我正在使用 Pytorch 来试验图像分割作业。使用 stride=2,我应用 conv2d 进行下采样,然后应用 convtranspose2d 进行上采样。我发现输出形状通常与原始输入形状不一致。对于下面的示例,原始图像形状为 (33,34),返回的形状变为 (48,48)。我认为原因是图像高度或宽度上的像素数量奇数,但如何解决它以在整个过程中保持一致?

致以诚挚的问候

import torch
import torch.nn.functional as F

class FCN(torch.nn.Module):

    class Block(torch.nn.Module):
        def __init__(self, n_input, n_output, kernel_size=3, stride=2):
            super().__init__()
            self.c1 = torch.nn.Conv2d(n_input, n_output, kernel_size=kernel_size, padding=kernel_size // 2,
                                      stride=stride, bias=False)

            self.b1 = torch.nn.BatchNorm2d(n_output)

        def forward(self, x):
            return F.relu(self.b1(self.c1(x)))

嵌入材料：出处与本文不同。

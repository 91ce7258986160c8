// Shared test helpers for running the endpoint in-process.
//
// This module provides common utilities used across multiple test files to reduce duplication.

use std::time::Duration;

use tokio::net::TcpListener;
use tokio::task::JoinHandle;
use tokio_util::sync::CancellationToken;

use widget_scout::initialization::init_site_parser;
use widget_scout::server::{serve, AppState};
use widget_scout::Config;

/// Endpoint running on an ephemeral local port.
pub struct TestEndpoint {
    pub base_url: String,
    shutdown: CancellationToken,
    handle: JoinHandle<Result<(), anyhow::Error>>,
}

impl TestEndpoint {
    /// Stops the server and waits for it to exit.
    #[allow(dead_code)] // Used by other test files
    pub async fn stop(self) {
        self.shutdown.cancel();
        let _ = tokio::time::timeout(Duration::from_secs(5), self.handle).await;
    }
}

/// Starts the endpoint with the default catalog and the given fetch deadline.
pub async fn spawn_endpoint(timeout: Duration) -> TestEndpoint {
    let parser = init_site_parser(&Config::default()).expect("Failed to build site parser");
    let state = AppState { parser, timeout };

    let listener = TcpListener::bind("127.0.0.1:0")
        .await
        .expect("Failed to bind test endpoint");
    let addr = listener.local_addr().expect("Failed to read local address");
    let shutdown = CancellationToken::new();
    let handle = tokio::spawn(serve(listener, state, shutdown.clone()));

    TestEndpoint {
        base_url: format!("http://{}", addr),
        shutdown,
        handle,
    }
}

/// Returns a local port with nothing listening on it.
#[allow(dead_code)] // Used by other test files
pub fn closed_port() -> u16 {
    let listener = std::net::TcpListener::bind("127.0.0.1:0").expect("Failed to bind");
    let port = listener.local_addr().expect("Failed to read address").port();
    drop(listener);
    port
}
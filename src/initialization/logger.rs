//! Logger initialization.
//!
//! This module provides functions to initialize the logger with custom formatting.

use std::io::Write;

use crate::config::LogFormat;
use crate::error_handling::InitializationError;
use colored::*;
use log::LevelFilter;

/// Initializes the logger with the specified level and format.
///
/// Configures `env_logger` with custom formatting. Supports both plain text
/// (with colors) and JSON formats for structured logging.
///
/// The logger reads from the `RUST_LOG` environment variable by default, but
/// the provided `level` parameter overrides it for this crate.
///
/// # Errors
///
/// Returns `InitializationError::LoggerError` if a logger is already installed.
///
/// # Examples
///
/// ```bash
/// # Per-module filtering via RUST_LOG
/// RUST_LOG=widget_scout=debug,reqwest=info widget_scout serve
/// ```
pub fn init_logger_with(level: LevelFilter, format: LogFormat) -> Result<(), InitializationError> {
    let mut builder = env_logger::Builder::from_default_env();

    builder.filter_level(level);
    builder.filter_module("reqwest", LevelFilter::Info);
    builder.filter_module("hyper", LevelFilter::Info);
    builder.filter_module("hyper_util", LevelFilter::Info);
    builder.filter_module("widget_scout", level);

    match format {
        LogFormat::Json => {
            builder.format(|buf, record| {
                writeln!(
                    buf,
                    "{{\"ts\":{},\"level\":\"{}\",\"target\":\"{}\",\"msg\":{}}}",
                    chrono::Utc::now().timestamp_millis(),
                    record.level(),
                    record.target(),
                    serde_json::to_string(&record.args().to_string())
                        .unwrap_or_else(|_| "\"\"".into())
                )
            });
        }
        LogFormat::Plain => {
            builder.format(|buf, record| {
                let level = record.level();
                let colored_level = match level {
                    log::Level::Error => level.to_string().red(),
                    log::Level::Warn => level.to_string().yellow(),
                    log::Level::Info => level.to_string().green(),
                    log::Level::Debug => level.to_string().blue(),
                    log::Level::Trace => level.to_string().purple(),
                };

                writeln!(
                    buf,
                    "{} [{}] {}",
                    record.target().cyan(),
                    colored_level,
                    record.args()
                )
            });
        }
    }

    // try_init() so repeated initialization in tests returns an error instead of panicking
    builder.try_init().map_err(InitializationError::from)?;

    Ok(())
}
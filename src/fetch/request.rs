//! HTTP request building and bounded body reading.

use crate::config::ACCEPT_HTML;

/// Applies the outbound request headers to a `reqwest::RequestBuilder`.
///
/// The User-Agent is configured on the client itself (see `initialization::init_client`).
pub(crate) fn apply_request_headers(builder: reqwest::RequestBuilder) -> reqwest::RequestBuilder {
    builder.header(reqwest::header::ACCEPT, ACCEPT_HTML)
}

/// Body bytes read from a response, capped at a byte limit.
#[derive(Debug)]
pub(crate) struct CappedBody {
    pub bytes: Vec<u8>,
    /// `true` if the response had more data than the cap
    pub truncated: bool,
}

/// Streams at most `limit` bytes of the response body.
///
/// Stops reading as soon as the cap is reached, so an oversized response is never
/// fully downloaded.
///
/// # Errors
///
/// Returns the `reqwest::Error` raised while reading a chunk.
pub(crate) async fn read_body_capped(
    response: &mut reqwest::Response,
    limit: usize,
) -> Result<CappedBody, reqwest::Error> {
    let mut bytes = Vec::with_capacity(limit.min(64 * 1024));
    while let Some(chunk) = response.chunk().await? {
        let remaining = limit - bytes.len();
        if chunk.len() >= remaining {
            bytes.extend_from_slice(&chunk[..remaining]);
            return Ok(CappedBody {
                bytes,
                truncated: chunk.len() > remaining,
            });
        }
        bytes.extend_from_slice(&chunk);
    }
    Ok(CappedBody {
        bytes,
        truncated: false,
    })
}
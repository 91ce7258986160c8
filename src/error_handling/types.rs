//! Error type definitions.
//!
//! This module defines the detection error taxonomy and the error enums used by
//! the catalog, the client layer, configuration and start-up.

use log::SetLoggerError;
use reqwest::Error as ReqwestError;
use serde::{Deserialize, Serialize};
use strum_macros::{AsRefStr, Display, EnumIter, EnumString};
use thiserror::Error;

/// Failure kinds a single detection request can end in.
///
/// Rendered as `TIMEOUT`, `INVALID_URL`, `FETCH_FAILED`, `PARSE_ERROR` both in JSON
/// and through `Display`.
#[derive(
    Debug,
    Clone,
    Copy,
    PartialEq,
    Eq,
    Hash,
    Serialize,
    Deserialize,
    Display,
    EnumString,
    EnumIter,
    AsRefStr,
)]
#[serde(rename_all = "SCREAMING_SNAKE_CASE")]
#[strum(serialize_all = "SCREAMING_SNAKE_CASE")]
pub enum ParserErrorCode {
    /// Deadline elapsed before the site answered
    Timeout,
    /// Input could not be normalized into an absolute http(s) URL
    InvalidUrl,
    /// Non-2xx status or transport failure (DNS, connect, redirect loop)
    FetchFailed,
    /// Anything unexpected while reading or handling the body
    ParseError,
}

/// Terminal error for one detection request. Never retried automatically.
#[derive(Error, Debug, Clone, PartialEq, Eq, Serialize, Deserialize)]
#[error("{code}: {message}")]
pub struct ParserError {
    /// Failure kind
    pub code: ParserErrorCode,
    /// Human-readable detail, for operators
    pub message: String,
}

impl ParserError {
    /// Creates an error of the given kind.
    pub fn new(code: ParserErrorCode, message: impl Into<String>) -> Self {
        Self {
            code,
            message: message.into(),
        }
    }

    pub fn timeout(message: impl Into<String>) -> Self {
        Self::new(ParserErrorCode::Timeout, message)
    }

    pub fn fetch_failed(message: impl Into<String>) -> Self {
        Self::new(ParserErrorCode::FetchFailed, message)
    }

    pub fn parse_error(message: impl Into<String>) -> Self {
        Self::new(ParserErrorCode::ParseError, message)
    }
}

/// Errors raised while loading a signature table.
#[derive(Error, Debug)]
pub enum SignatureError {
    /// The table could not be read from disk.
    #[error("Failed to read signature table {path}: {source}")]
    Io {
        path: String,
        #[source]
        source: std::io::Error,
    },

    /// The table is not valid JSON or has unknown category/jurisdiction values.
    #[error("Failed to parse signature table: {0}")]
    Parse(#[from] serde_json::Error),

    /// A pattern failed to compile.
    #[error("Invalid pattern for signature '{id}': {source}")]
    InvalidPattern {
        id: String,
        #[source]
        source: regex::Error,
    },

    /// Two entries share an id.
    #[error("Duplicate signature id '{0}'")]
    DuplicateId(String),

    /// An entry has an empty id or name.
    #[error("Signature at position {0} has an empty id or name")]
    EmptyField(usize),
}

/// Errors from the key-value store behind the client cache.
#[derive(Error, Debug)]
pub enum StoreError {
    /// Filesystem failure in a file-backed store.
    #[error("Storage I/O error: {0}")]
    Io(#[from] std::io::Error),

    /// The store refused the write because it is full.
    #[error("Storage quota exceeded ({limit} bytes)")]
    QuotaExceeded { limit: usize },

    /// The store lock was poisoned by a panicking writer.
    #[error("Storage lock poisoned")]
    Poisoned,
}

/// Errors from the client-side transport to the detection endpoint.
///
/// These never reach the UI layer; the subscription settles with no data instead.
#[derive(Error, Debug)]
pub enum ClientError {
    /// The endpoint answered with a non-2xx status.
    #[error("Detection endpoint returned HTTP {0}")]
    Status(u16),

    /// The request could not be sent or the body could not be decoded.
    #[error("Detection request failed: {0}")]
    Transport(#[from] ReqwestError),
}

/// Configuration validation failures.
#[derive(Error, Debug, PartialEq, Eq)]
pub enum ConfigError {
    #[error("Timeout {value}ms is outside the accepted range {min}..={max}ms")]
    InvalidTimeout { value: u64, min: u64, max: u64 },

    #[error("User-Agent must not be empty")]
    EmptyUserAgent,

    #[error("Bind address must not be empty")]
    EmptyBindAddress,
}

/// Error types for initialization failures.
#[derive(Error, Debug)]
#[allow(clippy::enum_variant_names)] // All variants end with "Error" by convention
pub enum InitializationError {
    /// Error initializing the logger.
    #[error("Logger initialization error: {0}")]
    LoggerError(#[from] SetLoggerError),

    /// Error initializing the HTTP client.
    #[error("HTTP client initialization error: {0}")]
    HttpClientError(#[from] ReqwestError),

    /// Error loading the signature table.
    #[error("Signature catalog initialization error: {0}")]
    CatalogError(#[from] SignatureError),
}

    class UpBlock(torch.nn.Module):
        def __init__(self, n_input, n_output, kernel_size=3, stride=2):
            super().__init__()
            self.c1 = torch.nn.ConvTranspose2d(n_input, n_output, kernel_size=kernel_size, padding=kernel_size // 2, stride=stride, output_padding=1)
        def forward(self, x):
            return F.relu(self.c1(x))

    def __init__(self, n_output_channels=5, kernel_size=3):
        super().__init__()

        self.add_module('conv0', self.Block(3, 16, kernel_size, 2))
        self.add_module('conv1', self.Block(16, 32, kernel_size, 2))
        self.add_module('conv2', self.Block(32, 64, kernel_size, 2))
        self.add_module('conv3', self.Block(64, 128, kernel_size, 2))
        self.add_module("upconv0", self.UpBlock(128, 64, kernel_size, 2))
        self.add_module("upconv1", self.UpBlock(64, 32, kernel_size, 2))
        self.add_module("upconv2", self.UpBlock(32, 16, kernel_size, 2))
        self.add_module("upconv3", self.UpBlock(16, 8, kernel_size, 2))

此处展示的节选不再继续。